私はあまりの痛さに悶絶とするが、その直後にまた殴られた。
「少し黙ってろ!それになぁ、どうせ助けが来ようが意味ないぜ?こっちには元金等級冒険者がいるんだからなぁ!」
「っ!?」
アヴィケル王国があるこの大陸の冒険者には、能力や信頼度に応じてランク分けがされている、と学校で習ったことがある。それによると金等級は確か上から三番目。一番上は伝説とされている黒等級で、その次が世界に五人しかいないとされている白等級。
そしてそれに続いて金等級、銀等級、銅等級、無等級と全部で六段階になっている。
白等級は大抵国のお抱えなので、必然的に金等級が一番強いと言う認識になる。
「……」
「お、黙ったな。お前はここで静かにしとけばいいんだよっ!」
「がはっ!?」
そして小さな子供のはずの私のお腹をまた蹴った。いい大人のくせに……子供をいじめて恥ずかしくないのかしら。
しかし、私は初めは抵抗心を燃やしていたものの、何度も何度も気が遠くなりそうなほど殴られ、蹴られ、既にそんなのは無くなってしまっていた。

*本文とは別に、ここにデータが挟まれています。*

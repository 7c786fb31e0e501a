// SPDX-License-Identifier: MIT OR Apache-2.0
//! Graph data structure containing nodes and connections.
//!
//! The graph is the sole owner of nodes and connections. Everything else refers
//! to them by ID, so there are no ownership cycles between nodes, ports and the
//! graph itself.

use crate::connection::{Connection, ConnectionId};
use crate::node::{EntryKind, Node, NodeId, UNSCHEDULED};
use crate::port::{PortDirection, PortId};
use indexmap::{IndexMap, IndexSet};
use serde::{Deserialize, Serialize};

/// A node graph
#[derive(Debug, Clone, Serialize, Deserialize)]
pub struct Graph {
    /// Graph name, used to tag diagnostics
    pub name: String,
    /// Nodes in the graph
    nodes: IndexMap<NodeId, Node>,
    /// Connections between nodes
    connections: IndexMap<ConnectionId, Connection>,
    /// Bumped on every topology change
    #[serde(skip)]
    revision: u64,
}

/// Nodes where control flow splits or joins
#[derive(Debug, Clone, Default, PartialEq, Eq)]
pub struct BranchAnalysis {
    /// Nodes with an execution output that has more than one connection
    pub begins: IndexSet<NodeId>,
    /// Nodes with an execution input that has more than one connection
    pub ends: IndexSet<NodeId>,
}

impl Graph {
    /// Create a new empty graph
    pub fn new(name: impl Into<String>) -> Self {
        Self {
            name: name.into(),
            nodes: IndexMap::new(),
            connections: IndexMap::new(),
            revision: 0,
        }
    }

    /// Topology revision; changes whenever nodes or connections change
    pub fn revision(&self) -> u64 {
        self.revision
    }

    /// Add a node to the graph
    pub fn add_node(&mut self, node: Node) -> NodeId {
        let id = node.id;
        self.nodes.insert(id, node);
        self.revision += 1;
        id
    }

    /// Remove a node and its connections
    pub fn remove_node(&mut self, node_id: NodeId) -> Option<Node> {
        let removed = self.nodes.shift_remove(&node_id)?;
        self.connections.retain(|_, c| !c.involves_node(node_id));
        self.revision += 1;
        Some(removed)
    }

    /// Get a node by ID
    pub fn node(&self, node_id: NodeId) -> Option<&Node> {
        self.nodes.get(&node_id)
    }

    /// Get a mutable node by ID
    pub fn node_mut(&mut self, node_id: NodeId) -> Option<&mut Node> {
        self.nodes.get_mut(&node_id)
    }

    /// Get all nodes
    pub fn nodes(&self) -> impl Iterator<Item = &Node> {
        self.nodes.values()
    }

    /// Get all nodes mutably
    pub fn nodes_mut(&mut self) -> impl Iterator<Item = &mut Node> {
        self.nodes.values_mut()
    }

    /// Get all node IDs
    pub fn node_ids(&self) -> impl Iterator<Item = NodeId> + '_ {
        self.nodes.keys().copied()
    }

    /// Get the number of nodes
    pub fn node_count(&self) -> usize {
        self.nodes.len()
    }

    /// Rank of a node, [`UNSCHEDULED`] when missing
    pub fn compute_order(&self, node_id: NodeId) -> i32 {
        self.nodes.get(&node_id).map_or(UNSCHEDULED, |n| n.compute_order)
    }

    /// Add a connection from an output port to an input port
    pub fn connect(
        &mut self,
        from_node: NodeId,
        from_port: PortId,
        to_node: NodeId,
        to_port: PortId,
    ) -> Result<ConnectionId, ConnectionError> {
        let source_node = self.nodes.get(&from_node)
            .ok_or(ConnectionError::NodeNotFound(from_node))?;
        let target_node = self.nodes.get(&to_node)
            .ok_or(ConnectionError::NodeNotFound(to_node))?;

        let source_port = source_node.port(&from_port)
            .ok_or(ConnectionError::PortNotFound(from_port))?;
        let target_port = target_node.port(&to_port)
            .ok_or(ConnectionError::PortNotFound(to_port))?;

        if source_port.direction != PortDirection::Output || !source_port.can_connect(target_port) {
            return Err(ConnectionError::IncompatiblePorts);
        }

        if !target_port.multi_connect && self.connections.values().any(|c| c.to_port == to_port) {
            return Err(ConnectionError::PortAlreadyConnected(to_port));
        }

        let exec = source_port.is_exec();

        // A looping execution chain is representable, scheduling reports it
        if from_node == to_node && !exec {
            return Err(ConnectionError::SelfLoop);
        }

        let connection = if exec {
            Connection::exec(from_node, from_port, to_node, to_port)
        } else {
            Connection::data(from_node, from_port, to_node, to_port)
        };
        let id = connection.id;
        self.connections.insert(id, connection);
        self.revision += 1;
        Ok(id)
    }

    /// Connect two ports by field name
    pub fn connect_by_name(
        &mut self,
        from_node: NodeId,
        from_name: &str,
        to_node: NodeId,
        to_name: &str,
    ) -> Result<ConnectionId, ConnectionError> {
        let from_port = self.nodes.get(&from_node)
            .ok_or(ConnectionError::NodeNotFound(from_node))?
            .outputs.iter().find(|p| p.name == from_name)
            .map(|p| p.id)
            .ok_or_else(|| ConnectionError::PortNameNotFound(from_name.to_string()))?;
        let to_port = self.nodes.get(&to_node)
            .ok_or(ConnectionError::NodeNotFound(to_node))?
            .inputs.iter().find(|p| p.name == to_name)
            .map(|p| p.id)
            .ok_or_else(|| ConnectionError::PortNameNotFound(to_name.to_string()))?;
        self.connect(from_node, from_port, to_node, to_port)
    }

    /// Remove a connection
    pub fn disconnect(&mut self, connection_id: ConnectionId) -> Option<Connection> {
        let removed = self.connections.shift_remove(&connection_id)?;
        self.revision += 1;
        Some(removed)
    }

    /// Get a connection by ID
    pub fn connection(&self, connection_id: ConnectionId) -> Option<&Connection> {
        self.connections.get(&connection_id)
    }

    /// Get all connections
    pub fn connections(&self) -> impl Iterator<Item = &Connection> {
        self.connections.values()
    }

    /// Get connections from a specific port
    pub fn connections_from(&self, port_id: PortId) -> impl Iterator<Item = &Connection> {
        self.connections.values().filter(move |c| c.from_port == port_id)
    }

    /// Get connections to a specific port
    pub fn connections_to(&self, port_id: PortId) -> impl Iterator<Item = &Connection> {
        self.connections.values().filter(move |c| c.to_port == port_id)
    }

    /// Get connections involving a node
    pub fn connections_for_node(&self, node_id: NodeId) -> impl Iterator<Item = &Connection> {
        self.connections.values().filter(move |c| c.involves_node(node_id))
    }

    /// Get the number of connections
    pub fn connection_count(&self) -> usize {
        self.connections.len()
    }

    /// Entry nodes of the given kinds, ordered by authoring position (top to bottom),
    /// then by id
    pub fn entry_nodes(&self, kinds: &[EntryKind]) -> Vec<NodeId> {
        let mut entries: Vec<&Node> = self
            .nodes
            .values()
            .filter(|n| n.category.entry_kind().is_some_and(|k| kinds.contains(&k)))
            .collect();
        entries.sort_by(|a, b| {
            a.position[1]
                .total_cmp(&b.position[1])
                .then(a.position[0].total_cmp(&b.position[0]))
                .then(a.id.cmp(&b.id))
        });
        entries.into_iter().map(|n| n.id).collect()
    }

    /// Every node reachable over one execution link from `node_id`
    pub fn possible_next_nodes(&self, node_id: NodeId) -> Vec<NodeId> {
        let mut next = IndexSet::new();
        for c in self.connections.values() {
            if c.exec && c.from_node == node_id {
                next.insert(c.to_node);
            }
        }
        next.into_iter().collect()
    }

    /// Node behind the first link of the given execution output slot
    pub fn next_node(&self, node_id: NodeId, exec_slot: usize) -> Option<NodeId> {
        let port = self.nodes.get(&node_id)?.outputs.get(exec_slot)?;
        if !port.is_exec() {
            return None;
        }
        self.connections_from(port.id).next().map(|c| c.to_node)
    }

    /// Every node feeding any input of `node_id`, control or data
    pub fn input_nodes(&self, node_id: NodeId) -> Vec<NodeId> {
        let mut sources = IndexSet::new();
        for c in self.connections.values() {
            if c.to_node == node_id {
                sources.insert(c.from_node);
            }
        }
        sources.into_iter().collect()
    }

    /// Nodes feeding the data inputs of `node_id`
    pub fn data_input_nodes(&self, node_id: NodeId) -> Vec<NodeId> {
        let mut sources = IndexSet::new();
        for c in self.connections.values() {
            if !c.exec && c.to_node == node_id {
                sources.insert(c.from_node);
            }
        }
        sources.into_iter().collect()
    }

    /// Copy the node's data output values into every connected input slot
    pub fn push_outputs(&mut self, node_id: NodeId) {
        let Some(node) = self.nodes.get(&node_id) else {
            return;
        };

        let mut deliveries = Vec::new();
        for port in node.outputs.iter().filter(|p| !p.is_exec()) {
            let Some(value) = port.value.as_ref() else {
                continue;
            };
            for c in self.connections.values().filter(|c| c.from_port == port.id) {
                deliveries.push((c.to_node, c.to_port, value.clone()));
            }
        }

        for (to_node, to_port, value) in deliveries {
            if let Some(port) = self.nodes.get_mut(&to_node).and_then(|n| n.port_mut(&to_port)) {
                port.value = Some(value);
            }
        }
    }

    /// Set every rank back to [`UNSCHEDULED`]
    pub fn reset_compute_order(&mut self) {
        for node in self.nodes.values_mut() {
            node.compute_order = UNSCHEDULED;
        }
    }

    /// Find the split and join points of the control flow
    pub fn find_branches(&self) -> BranchAnalysis {
        let mut analysis = BranchAnalysis::default();

        for node in self.nodes.values() {
            for port in node.inputs.iter().filter(|p| p.is_exec()) {
                if self.connections_to(port.id).count() > 1 {
                    analysis.ends.insert(node.id);
                }
            }
            for port in node.outputs.iter().filter(|p| p.is_exec()) {
                if self.connections_from(port.id).count() > 1 {
                    analysis.begins.insert(node.id);
                }
            }
        }

        analysis
    }
}

impl Default for Graph {
    fn default() -> Self {
        Self::new("Untitled")
    }
}

/// Error when creating a connection
#[derive(Debug, thiserror::Error)]
pub enum ConnectionError {
    /// Node not found
    #[error("Node not found: {0:?}")]
    NodeNotFound(NodeId),

    /// Port not found
    #[error("Port not found: {0:?}")]
    PortNotFound(PortId),

    /// No port with that field name
    #[error("No port named '{0}'")]
    PortNameNotFound(String),

    /// Incompatible port types or directions
    #[error("Incompatible port types")]
    IncompatiblePorts,

    /// Data input already has a provider
    #[error("Port already connected: {0:?}")]
    PortAlreadyConnected(PortId),

    /// Data self-loop not allowed
    #[error("Self-loop not allowed")]
    SelfLoop,
}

涙もいっぱい流した。流しすぎていつの間にか出なくなっていたが。
この苦しみから逃れたい。それだけしか考えられなくなっていた。
誰か……助けて。
「よく見りゃあお前結構整ってんのなぁ。リーダー!」
「あん?」
「こいつヤっちまってもいいですかい!?」
「ひっ!?」
その言葉を聞いた瞬間、私の体はついに恐怖に支配されてしまった。こんなに酷いことをしても飽き足らずに、また更に酷いことをするなんて……!
「……あぁ」
でももう私には抵抗の意志が、残っていなかった。もう二度と、お父様とお母様に会えないと思うと、枯れたはずの涙がまた溢れた。
「──あん?」
その時だった。
「し、侵入者ですっ!」
「なんだと?そいつは今どこにいるんだ?」
「もう直ぐ来ます!今ヴォーガンさんが相手していますが、足止めで精一杯のようで……」
「何!?あのヴォーガンがだと!?」
と、その時だった。奥から何やらぶつかり合う音が聞こえてきた。私は最後の力を振り絞って助けに来てくれた人の顔を見ようと、鉄の棒まで近付いて、その棒に寄りかかるように、外を見た。
「──」
私はその時の、彼の顔を忘れないだろう。
あの人が、私を助けに来てくれた人なんだ。
「──たす、けて……」
私は今出せる出来る限りの声を出した。その声が届いたのか知らないが、彼が私の顔を見て、そして──
「っ!?」
優しそうな顔を怒りで染めた。
その後のことはあまり覚えていない。というのも、彼が来てくれたから安心したのか、私は意識を失っていたようで気づいた時には彼にお姫様抱っこされていた。
その時私は嬉しさのあまり変なことをしてしまったようで、彼が困った顔をしていた。